Меня Садовников уводит на губу. По пути нам встречается начальник штаба подполковник Доганович. Я отдал ему честь и рассказал все как есть. Он взял подтверждение у Садовникова и приказывает: «Старшина, веди товарища Валеева обратно в расположение дивизиона, и передай Натяглому, что я отменил его приказ об аресте старшего сержанта Валеева». Мы возвращаемся.

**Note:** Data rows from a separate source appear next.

use std::collections::HashMap;

use async_trait::async_trait;
use serde_json::Value;

use crate::StorageError;

/// Outbound port for durable key-value persistence.
///
/// Values are opaque JSON; the engine owns the schema behind each key.
/// `load` returns only the requested keys that exist, so absent keys are a
/// normal outcome, not an error. `save` overwrites each given key and leaves
/// every other key untouched.
///
/// Concurrent writers are unsupported: exactly one engine instance per
/// process is expected to own a store. Last write wins at this layer, so two
/// processes sharing a backend can silently drop each other's updates.
#[async_trait]
pub trait KeyValueStore: Send + Sync + 'static {
    /// Fetch the subset of `keys` that have a stored value.
    async fn load(&self, keys: &[&str]) -> Result<HashMap<String, Value>, StorageError>;

    /// Durably write every entry in `entries`.
    async fn save(&self, entries: HashMap<String, Value>) -> Result<(), StorageError>;
}
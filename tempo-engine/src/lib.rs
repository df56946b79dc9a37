//! Task and timer tracking engine.
//!
//! One [`TrackerService`] per process owns the task, project, and timer
//! collections, persists them through a [`tempo_store::KeyValueStore`], and
//! survives process restarts without losing or double-counting elapsed time:
//! only *running* timers are durably stored, as absolute start instants plus
//! accumulated seconds, so recovery is a pure function of the snapshot and
//! the wall clock.

pub mod domain;

pub use domain::duration::{format_hms, parse_duration};
pub use domain::models::{
    BackupMeta, BackupPayload, ImportMode, NewTask, Project, ProjectId, SortMode, Task,
    TaskFilter, TaskId, TaskPatch, TaskStatus,
};
pub use domain::ports::{Clock, ManualClock, SystemClock};
pub use domain::services::{compute_stats, filter_tasks, sort_tasks, TaskStats, TrackerService};
pub use domain::TrackerError;
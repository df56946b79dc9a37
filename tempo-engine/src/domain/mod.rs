mod error;

pub mod duration;
pub mod models;
pub mod ports;
pub mod services;

pub use error::TrackerError;
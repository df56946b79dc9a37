use serde::{Deserialize, Serialize};
use time::OffsetDateTime;

/// A timer mid-run.
///
/// Only running timers exist as values; a task without one is stopped, with
/// its elapsed time fully represented by `Task::actual_hours`. That makes
/// this the single authority for live elapsed time: the baseline accumulated
/// before the current run plus wall-clock time since `started_at`.
#[derive(Debug, Clone, Copy, PartialEq, Eq)]
pub struct RunningTimer {
    /// Wall-clock instant of the most recent start.
    pub started_at: OffsetDateTime,
    /// Whole seconds accumulated across earlier runs.
    pub baseline_seconds: u64,
}

impl RunningTimer {
    /// Live elapsed seconds at `now`.
    ///
    /// `started_at` is an absolute instant, so this keeps accruing correctly
    /// across a process restart.
    pub fn elapsed_seconds(&self, now: OffsetDateTime) -> u64 {
        let current_run = (now - self.started_at).whole_seconds().max(0) as u64;
        self.baseline_seconds + current_run
    }
}

/// Wire shape of one entry in the persisted `runningTimers` snapshot.
#[derive(Debug, Clone, PartialEq, Eq, Serialize, Deserialize)]
#[serde(rename_all = "camelCase")]
pub struct TimerSnapshot {
    #[serde(with = "time::serde::rfc3339")]
    pub start_time: OffsetDateTime,
    /// Accumulated whole seconds before `start_time`.
    pub elapsed: u64,
    pub is_running: bool,
}

impl From<RunningTimer> for TimerSnapshot {
    fn from(timer: RunningTimer) -> Self {
        Self {
            start_time: timer.started_at,
            elapsed: timer.baseline_seconds,
            is_running: true,
        }
    }
}

impl TimerSnapshot {
    /// Restore the in-memory form; `None` for entries that are not actually
    /// running (nothing to recover for those).
    pub fn into_running(self) -> Option<RunningTimer> {
        self.is_running.then_some(RunningTimer {
            started_at: self.start_time,
            baseline_seconds: self.elapsed,
        })
    }
}

#[cfg(test)]
mod tests {
    use super::*;
    use time::macros::datetime;

    #[test]
    fn elapsed_adds_baseline_and_current_run() {
        let timer = RunningTimer {
            started_at: datetime!(2025-06-01 12:00:00 UTC),
            baseline_seconds: 120,
        };
        assert_eq!(
            timer.elapsed_seconds(datetime!(2025-06-01 12:00:45 UTC)),
            165
        );
    }

    #[test]
    fn elapsed_never_goes_backwards_on_clock_skew() {
        let timer = RunningTimer {
            started_at: datetime!(2025-06-01 12:00:00 UTC),
            baseline_seconds: 30,
        };
        assert_eq!(
            timer.elapsed_seconds(datetime!(2025-06-01 11:59:00 UTC)),
            30
        );
    }

    #[test]
    fn snapshot_round_trip() {
        let timer = RunningTimer {
            started_at: datetime!(2025-06-01 12:00:00 UTC),
            baseline_seconds: 900,
        };
        let snapshot = TimerSnapshot::from(timer);
        assert!(snapshot.is_running);
        assert_eq!(snapshot.into_running(), Some(timer));
    }
}
use thiserror::Error;

use crate::domain::models::ProjectId;

/// Errors that can occur during tracker operations.
///
/// `Validation`, `ReferentialIntegrity`, `InvalidDuration` and
/// `InvalidBackup` are raised before any in-memory mutation takes place.
/// `Storage` is raised after the in-memory mutation succeeded; the caller
/// may retry persistence without losing the change.
#[derive(Debug, Error)]
pub enum TrackerError {
    #[error("validation failed: {0}")]
    Validation(String),
    #[error("project {0} still has tasks assigned to it")]
    ReferentialIntegrity(ProjectId),
    #[error("invalid duration: {0}")]
    InvalidDuration(String),
    #[error("invalid backup payload: {0}")]
    InvalidBackup(String),
    #[error(transparent)]
    Storage(#[from] tempo_store::StorageError),
}

impl TrackerError {
    pub fn validation(msg: impl Into<String>) -> Self {
        Self::Validation(msg.into())
    }

    pub fn invalid_duration(msg: impl Into<String>) -> Self {
        Self::InvalidDuration(msg.into())
    }

    pub fn invalid_backup(msg: impl Into<String>) -> Self {
        Self::InvalidBackup(msg.into())
    }
}
use thiserror::Error;

#[derive(Debug, Error)]
pub enum StorageError {
    #[error("storage I/O failure: {0}")]
    Io(#[from] std::io::Error),
    #[error("corrupt store document: {0}")]
    Corrupt(#[from] serde_json::Error),
}
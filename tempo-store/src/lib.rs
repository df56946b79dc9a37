//! String-keyed JSON persistence for the tempo engine.
//!
//! The engine only ever talks to [`KeyValueStore`]; hosts pick a backend.
//! [`JsonFileStore`] keeps everything in one JSON document on disk,
//! [`MemoryStore`] is the in-memory variant used by tests.

mod error;
mod json_file;
mod memory;
mod store;

pub use error::StorageError;
pub use json_file::JsonFileStore;
pub use memory::MemoryStore;
pub use store::KeyValueStore;
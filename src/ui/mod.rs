// src/ui/mod.rs
pub mod detail_panel;
pub mod legend;
pub mod map_modal;
pub mod map_page;
pub mod overview;
pub mod report_dialog;

use std::time::{Duration, Instant};

use eframe::egui;

use crate::data::{GeoStore, RiskLevel};
use crate::filter::{visible_events, DiseaseFilter, FilterState};
use crate::map::MapView;
use crate::selection::SelectionSync;

/// Risk checkboxes plus the disease dropdown, shared by both call sites.
/// No change tracking: the filter engine re-evaluates every frame anyway.
pub(crate) fn show_risk_and_disease_filters(
    ui: &mut egui::Ui,
    filters: &mut FilterState,
    disease_names: &[String],
) {
    for risk in RiskLevel::ALL {
        let label = egui::RichText::new(format!("● {}", risk.label())).color(risk.color());
        ui.checkbox(filters.risk.get_mut(risk), label);
    }

    egui::ComboBox::from_id_salt("disease_filter")
        .selected_text(filters.disease.label().to_string())
        .show_ui(ui, |ui| {
            ui.selectable_value(&mut filters.disease, DiseaseFilter::All, "All diseases");
            for name in disease_names {
                let value = DiseaseFilter::Only(name.clone());
                ui.selectable_value(&mut filters.disease, value, name);
            }
        });
}

/// Shared map composition used by both call sites: lazily construct the map
/// (exactly once per mount, the slot is the only long-lived handle), render
/// the filtered markers, feed clicks back into the selection, and pump the
/// deferred fly-to timer.
pub(crate) fn show_map_canvas(
    ui: &mut egui::Ui,
    store: &GeoStore,
    filters: &FilterState,
    selection: &mut SelectionSync,
    map_slot: &mut Option<MapView>,
    now: Instant,
) {
    let map = map_slot.get_or_insert_with(|| MapView::new(ui.ctx().clone()));

    let visible = visible_events(store.events(), filters);
    let response = map.show(ui, &visible, selection.selected_id());

    if let Some(id) = response.clicked {
        if let Some(event) = store.get(id) {
            selection.select_from_marker(event, now);
        }
    }

    selection.tick(now, map);
    if selection.has_pending() {
        // Keep frames coming until the deferred fly-to lands.
        ui.ctx().request_repaint_after(Duration::from_millis(30));
    }
}
// src/map/mod.rs
mod adapter;

pub use adapter::{MapResponse, MapView};

#[derive(Debug, Clone, Copy, PartialEq)]
pub struct LatLng {
    pub lat: f64,
    pub lng: f64,
}

/// Map center plus zoom level.
#[derive(Debug, Clone, Copy, PartialEq)]
pub struct Viewport {
    pub center: LatLng,
    pub zoom: f64,
}

/// Shared default viewport. Both the full-page screen and the modal reset to
/// this exact view, so it lives here rather than in either call site.
pub const DEFAULT_VIEWPORT: Viewport = Viewport {
    center: LatLng { lat: 12.0, lng: 30.0 },
    zoom: 2.5,
};

/// Zoom applied when flying to a selected event.
pub const DETAIL_ZOOM: f64 = 6.0;

/// Imperative command surface of a mounted map. `MapView` implements this
/// over the real widget; tests substitute a recording fake so selection and
/// composition logic run without a rendering backend.
pub trait MapController {
    fn fly_to(&mut self, target: LatLng, zoom: f64);
    fn set_view(&mut self, center: LatLng, zoom: f64);
    fn zoom_in(&mut self);
    fn zoom_out(&mut self);
    /// Notify the map that its container footprint changed (dialog maximize,
    /// restore). Mapping widgets do not detect container resizes themselves.
    fn invalidate_size(&mut self);
    fn viewport(&self) -> Viewport;
}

Вечером капитан Натяглый снова мне отдает приказ снять валенки. Я отказываясь. Тогда он вызывает меня в свой кабинет. Я захожу, а он у меня ласково о здоровье справляется, велит сесть. Потом начинает дотошно расспрашивать:
— Тебя кто научил таким упрямым быть?
— Вся советская действительность, — отвечаю.
— Ты, значит, врать не станешь, получается?
— Так точно, товарищ капитан, — отвечаю.
— Если бы ты на фронте так себя вел, я бы тебя тут же застрелил.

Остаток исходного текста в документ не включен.